WHAT THIS TASK INVOLVES: Make an exact copy of the records below. Include every line.

■ ■ ■ ■

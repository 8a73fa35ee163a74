//! Domain event system for decoupled observation of the orchestrator.
//!
//! Events are published when a decision is made, a turn completes, a tool
//! runs, and so on. Subscribers (the CLI transcript printer, tests) react
//! without the publisher knowing about them.

use chrono::{DateTime, Utc};
use serde::{Deserialize, Serialize};
use std::sync::Arc;
use tokio::sync::broadcast;

/// All domain events in the system.
#[derive(Debug, Clone, Serialize, Deserialize)]
pub enum DomainEvent {
    /// The orchestrator chose the next speaker (or termination)
    DecisionMade {
        next_speaker_id: String,
        reason: String,
        workflow: Option<String>,
        timestamp: DateTime<Utc>,
    },

    /// Chairman output could not be parsed; the default decision was used
    DecisionFallback {
        raw_preview: String,
        timestamp: DateTime<Utc>,
    },

    /// An agent finished a turn
    TurnCompleted {
        agent_id: String,
        turn: u32,
        tool: Option<String>,
        timestamp: DateTime<Utc>,
    },

    /// A tool was executed
    ToolExecuted {
        tool_name: String,
        agent_id: String,
        duration_ms: u64,
        timestamp: DateTime<Utc>,
    },

    /// One agent handed a sub-instruction to another
    DelegationCompleted {
        from_agent: String,
        to_agent: String,
        timestamp: DateTime<Utc>,
    },

    /// A memory write failed; the turn still succeeded
    PersistenceFailed {
        agent_id: String,
        error_message: String,
        timestamp: DateTime<Utc>,
    },

    /// The loop cap was reached
    LoopSuspended {
        turns: u32,
        timestamp: DateTime<Utc>,
    },
}

/// A broadcast-based event bus for domain events.
///
/// Uses `tokio::sync::broadcast` for multi-consumer pub/sub.
pub struct EventBus {
    sender: broadcast::Sender<Arc<DomainEvent>>,
}

impl EventBus {
    /// Create a new event bus with the given capacity.
    pub fn new(capacity: usize) -> Self {
        let (sender, _) = broadcast::channel(capacity);
        Self { sender }
    }

    /// Publish an event to all subscribers.
    pub fn publish(&self, event: DomainEvent) {
        // No subscribers is fine
        let _ = self.sender.send(Arc::new(event));
    }

    pub fn subscribe(&self) -> broadcast::Receiver<Arc<DomainEvent>> {
        self.sender.subscribe()
    }
}

impl Default for EventBus {
    fn default() -> Self {
        Self::new(256)
    }
}

impl std::fmt::Debug for EventBus {
    fn fmt(&self, f: &mut std::fmt::Formatter<'_>) -> std::fmt::Result {
        f.debug_struct("EventBus")
            .field("subscribers", &self.sender.receiver_count())
            .finish()
    }
}

#[cfg(test)]
mod tests {
    use super::*;

    #[tokio::test]
    async fn event_bus_publish_subscribe() {
        let bus = EventBus::new(16);
        let mut rx = bus.subscribe();

        bus.publish(DomainEvent::DelegationCompleted {
            from_agent: "ceo-agent".into(),
            to_agent: "qa-agent".into(),
            timestamp: Utc::now(),
        });

        let event = rx.recv().await.unwrap();
        match event.as_ref() {
            DomainEvent::DelegationCompleted { from_agent, to_agent, .. } => {
                assert_eq!(from_agent, "ceo-agent");
                assert_eq!(to_agent, "qa-agent");
            }
            _ => panic!("Expected DelegationCompleted event"),
        }
    }

    #[test]
    fn event_bus_no_subscribers_doesnt_panic() {
        let bus = EventBus::new(16);
        bus.publish(DomainEvent::LoopSuspended {
            turns: 10,
            timestamp: Utc::now(),
        });
    }
}
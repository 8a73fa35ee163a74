//! Artifact write tool: save a named file into the artifact store.
//!
//! Registered as `write_file` and, for personas that think in scratch pads,
//! as `notepad` (`{filename, content}`).

use async_trait::async_trait;
use boardroom_core::error::ToolError;
use boardroom_core::store::ArtifactStore;
use boardroom_core::tool::{Tool, ToolCall, ToolContext};
use std::sync::Arc;
use tracing::info;

pub struct FileWriteTool {
    artifacts: Arc<dyn ArtifactStore>,
}

impl FileWriteTool {
    pub fn new(artifacts: Arc<dyn ArtifactStore>) -> Self {
        Self { artifacts }
    }
}

/// Structured content (e.g. a JSON system map) is stored pretty-printed.
fn content_of(call: &ToolCall) -> Option<String> {
    match call.payload.get("content")? {
        serde_json::Value::String(s) => Some(s.clone()),
        serde_json::Value::Null => None,
        other => serde_json::to_string_pretty(other).ok(),
    }
}

#[async_trait]
impl Tool for FileWriteTool {
    fn name(&self) -> &str {
        "write_file"
    }

    fn description(&self) -> &str {
        "Save a file to the shared workspace. Overwrites an existing file with the same path."
    }

    async fn execute(&self, call: &ToolCall, ctx: &ToolContext) -> Result<String, ToolError> {
        let path = call
            .str_arg(&["path", "filename", "file"])
            .ok_or_else(|| ToolError::InvalidArguments("Missing 'path' argument".into()))?;

        let content = content_of(call)
            .ok_or_else(|| ToolError::InvalidArguments("Missing 'content' argument".into()))?;

        self.artifacts
            .save(path, &content, &ctx.agent_id, &ctx.principal_id)
            .await?;

        info!(path, agent_id = %ctx.agent_id, bytes = content.len(), "Artifact written");
        Ok(format!("Successfully wrote {} bytes to {path}", content.len()))
    }
}

#[cfg(test)]
mod tests {
    use super::*;
    use boardroom_memory::InMemoryStore;
    use serde_json::json;

    fn setup() -> (Arc<InMemoryStore>, FileWriteTool) {
        let store = Arc::new(InMemoryStore::new());
        let tool = FileWriteTool::new(store.clone());
        (store, tool)
    }

    fn ctx() -> ToolContext {
        ToolContext::new("p", "writer")
    }

    #[tokio::test]
    async fn write_and_verify() {
        let (store, tool) = setup();
        let call = ToolCall::from_value("write_file", json!({"path": "draft.md", "content": "Hello from test!"}));
        let out = tool.execute(&call, &ctx()).await.unwrap();
        assert!(out.contains("16 bytes"));
        assert_eq!(store.load("draft.md", "p").await.unwrap().as_deref(), Some("Hello from test!"));
    }

    #[tokio::test]
    async fn notepad_filename_alias() {
        let (store, tool) = setup();
        let call = ToolCall::from_value("notepad", json!({"filename": "notes.txt", "content": "idea"}));
        tool.execute(&call, &ctx()).await.unwrap();
        assert!(store.load("notes.txt", "p").await.unwrap().is_some());
    }

    #[tokio::test]
    async fn structured_content_is_pretty_json() {
        let (store, tool) = setup();
        let call = ToolCall::from_value(
            "write_file",
            json!({"path": "system_map.json", "content": {"screens": ["login"]}}),
        );
        tool.execute(&call, &ctx()).await.unwrap();
        let saved = store.load("system_map.json", "p").await.unwrap().unwrap();
        let parsed: serde_json::Value = serde_json::from_str(&saved).unwrap();
        assert_eq!(parsed["screens"][0], "login");
    }

    #[tokio::test]
    async fn missing_arguments() {
        let (_, tool) = setup();
        let no_path = ToolCall::from_value("write_file", json!({"content": "x"}));
        assert!(matches!(
            tool.execute(&no_path, &ctx()).await,
            Err(ToolError::InvalidArguments(_))
        ));
        let no_content = ToolCall::from_value("write_file", json!({"path": "a.md"}));
        assert!(tool.execute(&no_content, &ctx()).await.is_err());
    }

    #[tokio::test]
    async fn escaping_path_is_execution_error() {
        let (_, tool) = setup();
        let call = ToolCall::from_value("write_file", json!({"path": "../x", "content": "x"}));
        let err = tool.execute(&call, &ctx()).await.unwrap_err();
        assert!(err.to_string().contains("Invalid path"));
    }
}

■ ■ ■ ■

YOUR SOLUTION:
repository 8a73fa35ee163a74
//! Domain event system for decoupled observation of the orchestrator.
//!
//! Events are published when a decision is made, a turn completes, a tool
//! runs, and so on. Subscribers (the CLI transcript printer, tests) react
//! without the publisher knowing about them.

use chrono::{DateTime, Utc};
use serde::{Deserialize, Serialize};
use std::sync::Arc;
use tokio::sync::broadcast;

/// All domain events in the system.
#[derive(Debug, Clone, Serialize, Deserialize)]
pub enum DomainEvent {
    /// The orchestrator chose the next speaker (or termination)
    DecisionMade {
        next_speaker_id: String,
        reason: String,
        workflow: Option<String>,
        timestamp: DateTime<Utc>,
    },

    /// Chairman output could not be parsed; the default decision was used
    DecisionFallback {
        raw_preview: String,
        timestamp: DateTime<Utc>,
    },

    /// An agent finished a turn
    TurnCompleted {
        agent_id: String,
        turn: u32,
        tool: Option<String>,
        timestamp: DateTime<Utc>,
    },

    /// A tool was executed
    ToolExecuted {
        tool_name: String,
        agent_id: String,
        duration_ms: u64,
        timestamp: DateTime<Utc>,
    },

    /// One agent handed a sub-instruction to another
    DelegationCompleted {
        from_agent: String,
        to_agent: String,
        timestamp: DateTime<Utc>,
    },

    /// A memory write failed; the turn still succeeded
    PersistenceFailed {
        agent_id: String,
        error_message: String,
        timestamp: DateTime<Utc>,
    },

    /// The loop cap was reached
    LoopSuspended {
        turns: u32,
        timestamp: DateTime<Utc>,
    },
}

/// A broadcast-based event bus for domain events.
///
/// Uses `tokio::sync::broadcast` for multi-consumer pub/sub.
pub struct EventBus {
    sender: broadcast::Sender<Arc<DomainEvent>>,
}

impl EventBus {
    /// Create a new event bus with the given capacity.
    pub fn new(capacity: usize) -> Self {
        let (sender, _) = broadcast::channel(capacity);
        Self { sender }
    }

    /// Publish an event to all subscribers.
    pub fn publish(&self, event: DomainEvent) {
        // No subscribers is fine
        let _ = self.sender.send(Arc::new(event));
    }

    pub fn subscribe(&self) -> broadcast::Receiver<Arc<DomainEvent>> {
        self.sender.subscribe()
    }
}

impl Default for EventBus {
    fn default() -> Self {
        Self::new(256)
    }
}

impl std::fmt::Debug for EventBus {
    fn fmt(&self, f: &mut std::fmt::Formatter<'_>) -> std::fmt::Result {
        f.debug_struct("EventBus")
            .field("subscribers", &self.sender.receiver_count())
            .finish()
    }
}

#[cfg(test)]
mod tests {
    use super::*;

    #[tokio::test]
    async fn event_bus_publish_subscribe() {
        let bus = EventBus::new(16);
        let mut rx = bus.subscribe();

        bus.publish(DomainEvent::DelegationCompleted {
            from_agent: "ceo-agent".into(),
            to_agent: "qa-agent".into(),
            timestamp: Utc::now(),
        });

        let event = rx.recv().await.unwrap();
        match event.as_ref() {
            DomainEvent::DelegationCompleted { from_agent, to_agent, .. } => {
                assert_eq!(from_agent, "ceo-agent");
                assert_eq!(to_agent, "qa-agent");
            }
            _ => panic!("Expected DelegationCompleted event"),
        }
    }

    #[test]
    fn event_bus_no_subscribers_doesnt_panic() {
        let bus = EventBus::new(16);
        bus.publish(DomainEvent::LoopSuspended {
            turns: 10,
            timestamp: Utc::now(),
        });
    }
}
repository 8a73fa35ee163a74
//! Artifact write tool: save a named file into the artifact store.
//!
//! Registered as `write_file` and, for personas that think in scratch pads,
//! as `notepad` (`{filename, content}`).

use async_trait::async_trait;
use boardroom_core::error::ToolError;
use boardroom_core::store::ArtifactStore;
use boardroom_core::tool::{Tool, ToolCall, ToolContext};
use std::sync::Arc;
use tracing::info;

pub struct FileWriteTool {
    artifacts: Arc<dyn ArtifactStore>,
}

impl FileWriteTool {
    pub fn new(artifacts: Arc<dyn ArtifactStore>) -> Self {
        Self { artifacts }
    }
}

/// Structured content (e.g. a JSON system map) is stored pretty-printed.
fn content_of(call: &ToolCall) -> Option<String> {
    match call.payload.get("content")? {
        serde_json::Value::String(s) => Some(s.clone()),
        serde_json::Value::Null => None,
        other => serde_json::to_string_pretty(other).ok(),
    }
}

#[async_trait]
impl Tool for FileWriteTool {
    fn name(&self) -> &str {
        "write_file"
    }

    fn description(&self) -> &str {
        "Save a file to the shared workspace. Overwrites an existing file with the same path."
    }

    async fn execute(&self, call: &ToolCall, ctx: &ToolContext) -> Result<String, ToolError> {
        let path = call
            .str_arg(&["path", "filename", "file"])
            .ok_or_else(|| ToolError::InvalidArguments("Missing 'path' argument".into()))?;

        let content = content_of(call)
            .ok_or_else(|| ToolError::InvalidArguments("Missing 'content' argument".into()))?;

        self.artifacts
            .save(path, &content, &ctx.agent_id, &ctx.principal_id)
            .await?;

        info!(path, agent_id = %ctx.agent_id, bytes = content.len(), "Artifact written");
        Ok(format!("Successfully wrote {} bytes to {path}", content.len()))
    }
}

#[cfg(test)]
mod tests {
    use super::*;
    use boardroom_memory::InMemoryStore;
    use serde_json::json;

    fn setup() -> (Arc<InMemoryStore>, FileWriteTool) {
        let store = Arc::new(InMemoryStore::new());
        let tool = FileWriteTool::new(store.clone());
        (store, tool)
    }

    fn ctx() -> ToolContext {
        ToolContext::new("p", "writer")
    }

    #[tokio::test]
    async fn write_and_verify() {
        let (store, tool) = setup();
        let call = ToolCall::from_value("write_file", json!({"path": "draft.md", "content": "Hello from test!"}));
        let out = tool.execute(&call, &ctx()).await.unwrap();
        assert!(out.contains("16 bytes"));
        assert_eq!(store.load("draft.md", "p").await.unwrap().as_deref(), Some("Hello from test!"));
    }

    #[tokio::test]
    async fn notepad_filename_alias() {
        let (store, tool) = setup();
        let call = ToolCall::from_value("notepad", json!({"filename": "notes.txt", "content": "idea"}));
        tool.execute(&call, &ctx()).await.unwrap();
        assert!(store.load("notes.txt", "p").await.unwrap().is_some());
    }

    #[tokio::test]
    async fn structured_content_is_pretty_json() {
        let (store, tool) = setup();
        let call = ToolCall::from_value(
            "write_file",
            json!({"path": "system_map.json", "content": {"screens": ["login"]}}),
        );
        tool.execute(&call, &ctx()).await.unwrap();
        let saved = store.load("system_map.json", "p").await.unwrap().unwrap();
        let parsed: serde_json::Value = serde_json::from_str(&saved).unwrap();
        assert_eq!(parsed["screens"][0], "login");
    }

    #[tokio::test]
    async fn missing_arguments() {
        let (_, tool) = setup();
        let no_path = ToolCall::from_value("write_file", json!({"content": "x"}));
        assert!(matches!(
            tool.execute(&no_path, &ctx()).await,
            Err(ToolError::InvalidArguments(_))
        ));
        let no_content = ToolCall::from_value("write_file", json!({"path": "a.md"}));
        assert!(tool.execute(&no_content, &ctx()).await.is_err());
    }

    #[tokio::test]
    async fn escaping_path_is_execution_error() {
        let (_, tool) = setup();
        let call = ToolCall::from_value("write_file", json!({"path": "../x", "content": "x"}));
        let err = tool.execute(&call, &ctx()).await.unwrap_err();
        assert!(err.to_string().contains("Invalid path"));
    }
}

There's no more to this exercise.